__REQUIRED WORK__: Please copy every line of the records below that holds the word "handlers".

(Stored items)
*-*-*
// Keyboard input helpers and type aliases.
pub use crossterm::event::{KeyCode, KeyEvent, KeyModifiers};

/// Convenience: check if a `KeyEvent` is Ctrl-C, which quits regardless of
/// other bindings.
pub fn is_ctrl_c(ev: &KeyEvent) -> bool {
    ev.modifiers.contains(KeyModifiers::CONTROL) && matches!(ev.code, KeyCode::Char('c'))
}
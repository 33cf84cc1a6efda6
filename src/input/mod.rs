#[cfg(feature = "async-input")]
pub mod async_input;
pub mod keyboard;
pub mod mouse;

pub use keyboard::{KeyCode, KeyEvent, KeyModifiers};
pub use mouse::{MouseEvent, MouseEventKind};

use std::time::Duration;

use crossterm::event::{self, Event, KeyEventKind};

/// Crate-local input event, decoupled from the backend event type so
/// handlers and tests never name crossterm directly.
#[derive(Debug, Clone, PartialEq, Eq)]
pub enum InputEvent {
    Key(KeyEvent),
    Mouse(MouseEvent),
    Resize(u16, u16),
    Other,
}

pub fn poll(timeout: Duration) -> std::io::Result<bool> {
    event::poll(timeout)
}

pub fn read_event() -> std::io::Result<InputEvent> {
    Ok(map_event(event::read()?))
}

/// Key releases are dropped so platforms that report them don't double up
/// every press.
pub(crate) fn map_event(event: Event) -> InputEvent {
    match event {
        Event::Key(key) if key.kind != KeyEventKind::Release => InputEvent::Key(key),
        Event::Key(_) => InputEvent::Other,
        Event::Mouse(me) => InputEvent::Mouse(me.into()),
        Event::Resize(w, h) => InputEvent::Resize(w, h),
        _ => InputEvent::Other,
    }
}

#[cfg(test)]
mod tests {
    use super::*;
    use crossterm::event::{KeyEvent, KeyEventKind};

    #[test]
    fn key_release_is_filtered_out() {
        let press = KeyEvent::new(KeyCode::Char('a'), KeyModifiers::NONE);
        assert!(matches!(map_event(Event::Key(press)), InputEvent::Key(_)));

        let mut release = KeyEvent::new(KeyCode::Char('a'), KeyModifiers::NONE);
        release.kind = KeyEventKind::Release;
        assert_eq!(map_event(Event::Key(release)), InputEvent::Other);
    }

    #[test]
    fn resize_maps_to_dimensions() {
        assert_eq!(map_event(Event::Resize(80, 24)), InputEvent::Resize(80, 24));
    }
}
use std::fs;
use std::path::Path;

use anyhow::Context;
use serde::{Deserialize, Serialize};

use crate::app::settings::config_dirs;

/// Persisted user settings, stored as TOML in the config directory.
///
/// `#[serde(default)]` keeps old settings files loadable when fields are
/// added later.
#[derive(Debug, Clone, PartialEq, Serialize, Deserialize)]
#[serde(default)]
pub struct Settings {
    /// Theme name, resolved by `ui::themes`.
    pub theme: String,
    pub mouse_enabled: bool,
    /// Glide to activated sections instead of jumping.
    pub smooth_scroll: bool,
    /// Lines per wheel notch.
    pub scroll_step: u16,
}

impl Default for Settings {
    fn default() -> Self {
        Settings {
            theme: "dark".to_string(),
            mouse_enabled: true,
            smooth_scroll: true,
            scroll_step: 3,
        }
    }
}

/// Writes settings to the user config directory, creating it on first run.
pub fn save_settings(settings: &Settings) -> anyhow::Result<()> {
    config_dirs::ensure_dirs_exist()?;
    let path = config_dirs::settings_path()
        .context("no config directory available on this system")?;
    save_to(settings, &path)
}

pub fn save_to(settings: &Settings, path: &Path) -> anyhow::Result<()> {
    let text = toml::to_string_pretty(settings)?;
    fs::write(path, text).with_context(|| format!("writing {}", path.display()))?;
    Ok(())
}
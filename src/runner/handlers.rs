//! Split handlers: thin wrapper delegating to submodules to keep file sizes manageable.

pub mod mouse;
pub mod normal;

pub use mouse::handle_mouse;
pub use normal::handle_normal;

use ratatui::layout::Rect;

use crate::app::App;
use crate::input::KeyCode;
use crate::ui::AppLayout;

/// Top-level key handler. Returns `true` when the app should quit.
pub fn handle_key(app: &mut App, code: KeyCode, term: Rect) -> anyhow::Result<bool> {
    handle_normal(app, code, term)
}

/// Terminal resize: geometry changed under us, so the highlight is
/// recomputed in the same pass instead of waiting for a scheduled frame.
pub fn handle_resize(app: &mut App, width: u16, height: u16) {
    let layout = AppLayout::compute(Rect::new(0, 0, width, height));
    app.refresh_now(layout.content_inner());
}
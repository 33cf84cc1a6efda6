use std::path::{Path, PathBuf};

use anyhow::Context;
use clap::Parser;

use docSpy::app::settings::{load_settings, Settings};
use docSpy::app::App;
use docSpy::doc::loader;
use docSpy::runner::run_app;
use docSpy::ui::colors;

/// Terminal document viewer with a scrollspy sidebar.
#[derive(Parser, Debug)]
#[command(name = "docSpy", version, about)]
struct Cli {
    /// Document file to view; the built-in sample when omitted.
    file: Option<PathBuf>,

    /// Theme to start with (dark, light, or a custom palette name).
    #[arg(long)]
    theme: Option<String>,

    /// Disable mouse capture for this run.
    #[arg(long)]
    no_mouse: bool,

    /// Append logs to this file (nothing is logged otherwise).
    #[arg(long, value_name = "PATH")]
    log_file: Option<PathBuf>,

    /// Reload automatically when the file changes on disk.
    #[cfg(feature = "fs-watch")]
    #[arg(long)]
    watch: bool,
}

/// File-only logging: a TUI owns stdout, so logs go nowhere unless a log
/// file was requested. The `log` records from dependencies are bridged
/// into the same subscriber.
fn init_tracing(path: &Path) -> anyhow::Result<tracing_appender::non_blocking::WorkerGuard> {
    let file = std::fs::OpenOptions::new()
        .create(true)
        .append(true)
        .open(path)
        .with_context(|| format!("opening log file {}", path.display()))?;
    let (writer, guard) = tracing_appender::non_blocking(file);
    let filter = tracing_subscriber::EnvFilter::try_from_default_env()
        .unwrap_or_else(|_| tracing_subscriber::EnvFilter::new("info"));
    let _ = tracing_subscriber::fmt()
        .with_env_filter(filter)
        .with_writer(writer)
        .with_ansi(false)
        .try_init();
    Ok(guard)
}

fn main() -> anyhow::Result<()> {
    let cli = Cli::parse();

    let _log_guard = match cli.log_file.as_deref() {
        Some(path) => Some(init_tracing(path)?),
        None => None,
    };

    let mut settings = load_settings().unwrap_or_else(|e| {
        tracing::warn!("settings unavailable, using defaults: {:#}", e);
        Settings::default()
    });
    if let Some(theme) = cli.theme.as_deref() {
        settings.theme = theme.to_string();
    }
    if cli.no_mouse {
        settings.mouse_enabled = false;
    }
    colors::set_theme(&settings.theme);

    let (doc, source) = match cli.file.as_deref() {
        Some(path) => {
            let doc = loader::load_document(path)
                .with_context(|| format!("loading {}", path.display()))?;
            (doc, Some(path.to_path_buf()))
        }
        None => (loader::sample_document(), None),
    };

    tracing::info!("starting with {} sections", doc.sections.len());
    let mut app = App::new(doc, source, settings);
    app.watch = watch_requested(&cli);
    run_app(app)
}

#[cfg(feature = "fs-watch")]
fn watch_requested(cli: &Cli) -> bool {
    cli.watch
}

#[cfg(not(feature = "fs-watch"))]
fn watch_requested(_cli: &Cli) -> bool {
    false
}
*-*-*
__RESULT__:
/// handlers and tests never name crossterm directly.
filename src/runner/handlers.rs
//! Split handlers: thin wrapper delegating to submodules to keep file sizes manageable.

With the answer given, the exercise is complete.